#### [Your assignment]
Among the records below, find each line bearing the word "info" and copy it.

Exercise material below:

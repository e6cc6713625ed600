use std::sync::{Arc, Weak};

use crate::metrics::{MetricRegistry, Modifier};
use crate::params::ConfigParam;

/// One unit of work for a push actor.
///
/// Ownership is per case: an `Event` owns its name and a `Message` its text,
/// both released when the job is freed; a `Config` only holds a weak reference to the parameter
/// version it announces, so the parameter's owner stays in charge of its
/// lifetime. A version released before the job is processed is skipped.
#[derive(Debug, Clone, Default)]
pub enum TxJob {
    #[default]
    None,
    Event(String),
    MetricsAll,
    MetricsUpdate,
    Config(Weak<ConfigParam>),
    /// Raw text, sent unchanged.
    Message(String),
}

impl TxJob {
    pub fn config(param: &Arc<ConfigParam>) -> Self {
        TxJob::Config(Arc::downgrade(param))
    }

    pub fn is_none(&self) -> bool {
        matches!(self, TxJob::None)
    }

    pub fn kind(&self) -> &'static str {
        match self {
            TxJob::None => "none",
            TxJob::Event(_) => "event",
            TxJob::MetricsAll => "metrics_all",
            TxJob::MetricsUpdate => "metrics_update",
            TxJob::Config(_) => "config",
            TxJob::Message(_) => "message",
        }
    }

    /// Serialize the job's payload for the client owning `modifier`.
    /// Returns `None` when there is nothing to transmit.
    pub fn encode(&self, metrics: &MetricRegistry, modifier: Modifier) -> Option<String> {
        match self {
            TxJob::None => None,
            TxJob::Event(name) => Some(serde_json::json!({ "event": name }).to_string()),
            TxJob::Message(text) if text.is_empty() => None,
            TxJob::Message(text) => Some(text.clone()),
            TxJob::MetricsAll => metrics.encode(modifier, true),
            TxJob::MetricsUpdate => metrics.encode(modifier, false),
            TxJob::Config(param) => match param.upgrade() {
                Some(param) => Some(param.encode()),
                None => {
                    tracing::debug!("config parameter released before transmission, skipping");
                    None
                }
            },
        }
    }
}

#[cfg(test)]
mod tests {
    use super::*;

    #[test]
    fn event_encodes_name() {
        let metrics = MetricRegistry::new();
        let m = metrics.register_modifier().unwrap();
        let payload = TxJob::Event("vehicle.locked".into()).encode(&metrics, m).unwrap();
        let v: serde_json::Value = serde_json::from_str(&payload).unwrap();
        assert_eq!(v["event"], "vehicle.locked");
    }

    #[test]
    fn message_is_sent_verbatim() {
        let metrics = MetricRegistry::new();
        let m = metrics.register_modifier().unwrap();
        let job = TxJob::Message("notify: charge complete".into());
        assert_eq!(job.encode(&metrics, m).as_deref(), Some("notify: charge complete"));
        assert_eq!(job.kind(), "message");
        assert!(TxJob::Message(String::new()).encode(&metrics, m).is_none());
    }

    #[test]
    fn released_config_encodes_nothing() {
        let metrics = MetricRegistry::new();
        let m = metrics.register_modifier().unwrap();
        let param = Arc::new(ConfigParam::new("vehicle"));
        let job = TxJob::config(&param);
        assert!(job.encode(&metrics, m).is_some());
        drop(param);
        assert!(job.encode(&metrics, m).is_none());
    }

    #[test]
    fn none_encodes_nothing() {
        let metrics = MetricRegistry::new();
        let m = metrics.register_modifier().unwrap();
        assert!(TxJob::None.encode(&metrics, m).is_none());
        assert_eq!(TxJob::default().kind(), "none");
    }
}
//! The web server façade.
//!
//! [`WebServer`] is an explicitly constructed context shared (as
//! `Arc<WebServer>`) by the HTTP dispatch layer, the update ticker, and the
//! event and config listeners. It owns the session table, the page registry
//! and the set of live WebSocket clients.
//!
//! Locking is two-level: the client set has its own mutex, separate from
//! each [`PushActor`]'s state lock. Broadcasts snapshot the set and then
//! enqueue into each actor without holding the set lock.

use std::collections::HashMap;
use std::sync::Arc;
use std::time::Duration;

use axum::http::HeaderMap;
use parking_lot::{Mutex, RwLock};
use thiserror::Error;
use tokio::sync::broadcast;
use tokio::task::JoinHandle;
use tokio::time::{Instant, MissedTickBehavior};
use tokio_util::sync::CancellationToken;

use crate::api::auth::{CredentialStore, StaticCredentials};
use crate::command::{self, CommandError, CommandStream};
use crate::config::WebConfig;
use crate::connection::{Connection, ConnectionError, ConnectionId};
use crate::events::EventBus;
use crate::metrics::{MetricRegistry, MetricsError};
use crate::pages::{self, PageEntry, PageRegistry};
use crate::params::{ConfigParam, ParamStore};
use crate::pty::{CommandRunner, PtyRunner};
use crate::push::{PushActor, TxJob, WebSocketHandler};
use crate::session::{Session, SessionTable};

/// Early firings within this margin of the ticker period still count.
const TICK_JITTER: Duration = Duration::from_millis(30);

#[derive(Error, Debug)]
pub enum ServerError {
    #[error("websocket client limit reached ({0})")]
    TooManyClients(usize),

    #[error(transparent)]
    Metrics(#[from] MetricsError),

    #[error(transparent)]
    Connection(#[from] ConnectionError),
}

/// Live WebSocket clients keyed by connection.
pub struct ClientRegistry {
    clients: Mutex<HashMap<ConnectionId, Arc<PushActor>>>,
    metrics: Arc<MetricRegistry>,
}

impl ClientRegistry {
    fn new(metrics: Arc<MetricRegistry>) -> Self {
        Self {
            clients: Mutex::new(HashMap::new()),
            metrics,
        }
    }

    pub fn len(&self) -> usize {
        self.clients.lock().len()
    }

    pub fn is_empty(&self) -> bool {
        self.len() == 0
    }

    pub fn get(&self, conn: ConnectionId) -> Option<Arc<PushActor>> {
        self.clients.lock().get(&conn).cloned()
    }

    /// Unregister `conn`, release its queue and give back its modifier.
    /// The client's handler finishes on its next cycle and the connection
    /// closes.
    pub fn remove(&self, conn: ConnectionId) -> bool {
        let Some(actor) = self.clients.lock().remove(&conn) else {
            return false;
        };
        actor.release();
        self.metrics.release_modifier(actor.modifier());
        tracing::info!(%conn, clients = self.len(), "websocket client disconnected");
        true
    }

    pub fn connections(&self) -> Vec<ConnectionId> {
        self.clients.lock().keys().copied().collect()
    }

    fn snapshot(&self) -> Vec<Arc<PushActor>> {
        self.clients.lock().values().cloned().collect()
    }
}

/// Membership of one client in the [`ClientRegistry`]; dropping it
/// unregisters the client.
pub struct ClientRegistration {
    clients: Arc<ClientRegistry>,
    conn: ConnectionId,
}

impl Drop for ClientRegistration {
    fn drop(&mut self) {
        self.clients.remove(self.conn);
    }
}

/// External collaborators the server is wired to.
pub struct Collaborators {
    pub metrics: Arc<MetricRegistry>,
    pub params: Arc<ParamStore>,
    pub events: EventBus,
    pub credentials: Arc<dyn CredentialStore>,
    pub runner: Arc<dyn CommandRunner>,
}

impl Collaborators {
    /// Fresh registries, the configured users, and a PTY command runner.
    pub fn from_config(config: &WebConfig) -> Self {
        let runner = match &config.command.shell {
            Some(shell) => PtyRunner::new(shell.clone()),
            None => PtyRunner::default(),
        };
        Self {
            metrics: Arc::new(MetricRegistry::new()),
            params: Arc::new(ParamStore::new()),
            events: EventBus::new(),
            credentials: Arc::new(StaticCredentials::from_config(&config.users)),
            runner: Arc::new(runner),
        }
    }
}

#[derive(Debug, Default)]
struct TickerState {
    last_tick: Option<Instant>,
    last_session_check: Option<Instant>,
}

pub struct WebServer {
    config: WebConfig,
    sessions: Mutex<SessionTable>,
    pages: RwLock<PageRegistry>,
    clients: Arc<ClientRegistry>,
    metrics: Arc<MetricRegistry>,
    params: Arc<ParamStore>,
    events: EventBus,
    credentials: Arc<dyn CredentialStore>,
    runner: Arc<dyn CommandRunner>,
    ticker: Mutex<TickerState>,
}

impl WebServer {
    /// Build the server and register the built-in pages.
    pub fn new(config: WebConfig, collaborators: Collaborators) -> Self {
        let Collaborators {
            metrics,
            params,
            events,
            credentials,
            runner,
        } = collaborators;
        let sessions = SessionTable::new(config.sessions.capacity, config.sessions.ttl());
        let mut registry = PageRegistry::new();
        pages::register_builtin(&mut registry);
        Self {
            config,
            sessions: Mutex::new(sessions),
            pages: RwLock::new(registry),
            clients: Arc::new(ClientRegistry::new(metrics.clone())),
            metrics,
            params,
            events,
            credentials,
            runner,
            ticker: Mutex::new(TickerState::default()),
        }
    }

    pub fn config(&self) -> &WebConfig {
        &self.config
    }

    pub fn metrics(&self) -> &Arc<MetricRegistry> {
        &self.metrics
    }

    pub fn params(&self) -> &Arc<ParamStore> {
        &self.params
    }

    pub fn events(&self) -> &EventBus {
        &self.events
    }

    pub fn runner(&self) -> &Arc<dyn CommandRunner> {
        &self.runner
    }

    pub fn clients(&self) -> &Arc<ClientRegistry> {
        &self.clients
    }

    // ── Sessions ───────────────────────────────────────────────────

    /// Start a session. `None` when the table is full; the request stays
    /// anonymous.
    pub fn create_session(&self) -> Option<Session> {
        let session = self.sessions.lock().create(Instant::now());
        if session.is_none() {
            tracing::warn!("session table full, login refused");
        }
        session
    }

    pub fn get_session(&self, headers: &HeaderMap) -> Option<Session> {
        self.sessions.lock().get_from_headers(headers, Instant::now())
    }

    pub fn destroy_session(&self, session: &Session) -> bool {
        self.sessions.lock().destroy(session)
    }

    pub fn check_sessions(&self) -> usize {
        self.check_sessions_at(Instant::now())
    }

    fn check_sessions_at(&self, now: Instant) -> usize {
        let removed = self.sessions.lock().check(now);
        if removed > 0 {
            tracing::debug!(removed, "expired sessions swept");
        }
        removed
    }

    pub fn session_count(&self) -> usize {
        self.sessions.lock().len()
    }

    pub fn check_login(&self, user: &str, password: &str) -> bool {
        self.credentials.verify(user, password)
    }

    // ── Pages ──────────────────────────────────────────────────────

    /// Register a page. A page already registered under the same URI is
    /// replaced.
    pub fn register_page(&self, entry: PageEntry) {
        self.pages.write().register(entry);
    }

    pub fn deregister_page(&self, uri: &str) -> bool {
        self.pages.write().deregister(uri)
    }

    pub fn find_page(&self, uri: &str) -> Option<PageEntry> {
        self.pages.read().find(uri).cloned()
    }

    pub fn pages(&self) -> Vec<PageEntry> {
        self.pages.read().entries().to_vec()
    }

    // ── WebSocket clients ──────────────────────────────────────────

    /// Create the push handler for a WebSocket connection and register it.
    ///
    /// The handler starts with a full metrics snapshot queued. Dropping it
    /// unregisters the client.
    pub fn create_websocket_handler(&self, conn: &Connection) -> Result<WebSocketHandler, ServerError> {
        let max = self.config.websocket.max_clients;
        let actor = {
            let mut clients = self.clients.clients.lock();
            if clients.len() >= max {
                tracing::warn!(conn = %conn.id(), max, "websocket client refused, limit reached");
                return Err(ServerError::TooManyClients(max));
            }
            let modifier = self.metrics.register_modifier()?;
            let actor = Arc::new(PushActor::new(
                conn.id(),
                modifier,
                self.metrics.clone(),
                conn.poll_handle(),
                &self.config.websocket.actor_config(),
            ));
            clients.insert(conn.id(), actor.clone());
            actor
        };
        tracing::info!(conn = %conn.id(), clients = self.clients.len(), "websocket client connected");

        let registration = ClientRegistration {
            clients: self.clients.clone(),
            conn: conn.id(),
        };
        Ok(WebSocketHandler::new(actor, registration))
    }

    pub fn destroy_websocket_handler(&self, conn: ConnectionId) -> bool {
        self.clients.remove(conn)
    }

    pub fn client_count(&self) -> usize {
        self.clients.len()
    }

    fn broadcast(&self, job: TxJob) -> usize {
        let actors = self.clients.snapshot();
        for actor in &actors {
            actor.add_tx_job(job.clone(), true);
        }
        actors.len()
    }

    /// Queue a metrics job for every client. Returns the number of clients.
    pub fn broadcast_metrics(&self, update_all: bool) -> usize {
        self.broadcast(if update_all {
            TxJob::MetricsAll
        } else {
            TxJob::MetricsUpdate
        })
    }

    /// Send `msg` to every client as is.
    pub fn broadcast_message(&self, msg: &str) -> usize {
        self.broadcast(TxJob::Message(msg.to_string()))
    }

    pub fn broadcast_event(&self, event: &str) -> usize {
        self.broadcast(TxJob::Event(event.to_string()))
    }

    /// Announce a parameter change. Clients hold a weak reference; a version
    /// replaced before a client gets to it is skipped for that client.
    pub fn config_changed(&self, param: &Arc<ConfigParam>) -> usize {
        self.broadcast(TxJob::config(param))
    }

    // ── Commands ───────────────────────────────────────────────────

    /// Start `command` with its output streamed to `conn`.
    pub fn stream_command(&self, command: &str, verbosity: usize, conn: &Connection) -> CommandStream {
        CommandStream::spawn(
            command,
            verbosity,
            self.runner.clone(),
            conn.poll_handle(),
            self.config.command.queue_capacity,
            true,
        )
    }

    pub async fn execute_command(&self, command: &str, verbosity: usize) -> Result<String, CommandError> {
        command::execute_command(self.runner.clone(), command, verbosity).await
    }

    // ── Ticker ─────────────────────────────────────────────────────

    /// One update-ticker cycle: push a metrics update to every client and
    /// sweep sessions when the check interval has passed.
    ///
    /// Returns `false` if called again before the ticker period elapsed.
    pub fn tick(&self, now: Instant) -> bool {
        let period = self.config.ticker.update_interval();
        let sweep = {
            let mut ticker = self.ticker.lock();
            if let Some(last) = ticker.last_tick {
                if now < last + period.saturating_sub(TICK_JITTER) {
                    tracing::trace!("duplicate ticker firing ignored");
                    return false;
                }
            }
            ticker.last_tick = Some(now);
            let due = ticker
                .last_session_check
                .map_or(true, |last| now.saturating_duration_since(last) >= self.config.sessions.check_interval());
            if due {
                ticker.last_session_check = Some(now);
            }
            due
        };

        self.broadcast_metrics(false);
        if sweep {
            self.check_sessions_at(now);
        }
        true
    }

    pub fn spawn_update_ticker(self: &Arc<Self>, cancel: CancellationToken) -> JoinHandle<()> {
        let server = self.clone();
        let period = self.config.ticker.update_interval();
        tokio::spawn(async move {
            let mut interval = tokio::time::interval(period);
            interval.set_missed_tick_behavior(MissedTickBehavior::Delay);
            loop {
                tokio::select! {
                    _ = cancel.cancelled() => break,
                    now = interval.tick() => {
                        server.tick(now);
                    }
                }
            }
            tracing::debug!("update ticker stopped");
        })
    }

    /// Forward event-bus events to clients. `ticker.*` events stay local.
    pub fn spawn_event_listener(self: &Arc<Self>, cancel: CancellationToken) -> JoinHandle<()> {
        let server = self.clone();
        let mut rx = self.events.subscribe();
        tokio::spawn(async move {
            loop {
                tokio::select! {
                    _ = cancel.cancelled() => break,
                    result = rx.recv() => match result {
                        Ok(event) => {
                            if !event.starts_with("ticker.") {
                                server.broadcast_event(&event);
                            }
                        }
                        Err(broadcast::error::RecvError::Lagged(skipped)) => {
                            tracing::warn!(skipped, "event listener lagged");
                        }
                        Err(broadcast::error::RecvError::Closed) => break,
                    }
                }
            }
            tracing::debug!("event listener stopped");
        })
    }

    pub fn spawn_config_listener(self: &Arc<Self>, cancel: CancellationToken) -> JoinHandle<()> {
        let server = self.clone();
        let mut rx = self.params.subscribe();
        tokio::spawn(async move {
            loop {
                tokio::select! {
                    _ = cancel.cancelled() => break,
                    result = rx.recv() => match result {
                        Ok(param) => {
                            server.config_changed(&param);
                        }
                        Err(broadcast::error::RecvError::Lagged(skipped)) => {
                            tracing::warn!(skipped, "config listener lagged");
                        }
                        Err(broadcast::error::RecvError::Closed) => break,
                    }
                }
            }
            tracing::debug!("config listener stopped");
        })
    }
}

End of Exercise material.

#### [Completed task]
        tracing::info!(%conn, clients = self.len(), "websocket client disconnected");
        tracing::info!(conn = %conn.id(), clients = self.clients.len(), "websocket client connected");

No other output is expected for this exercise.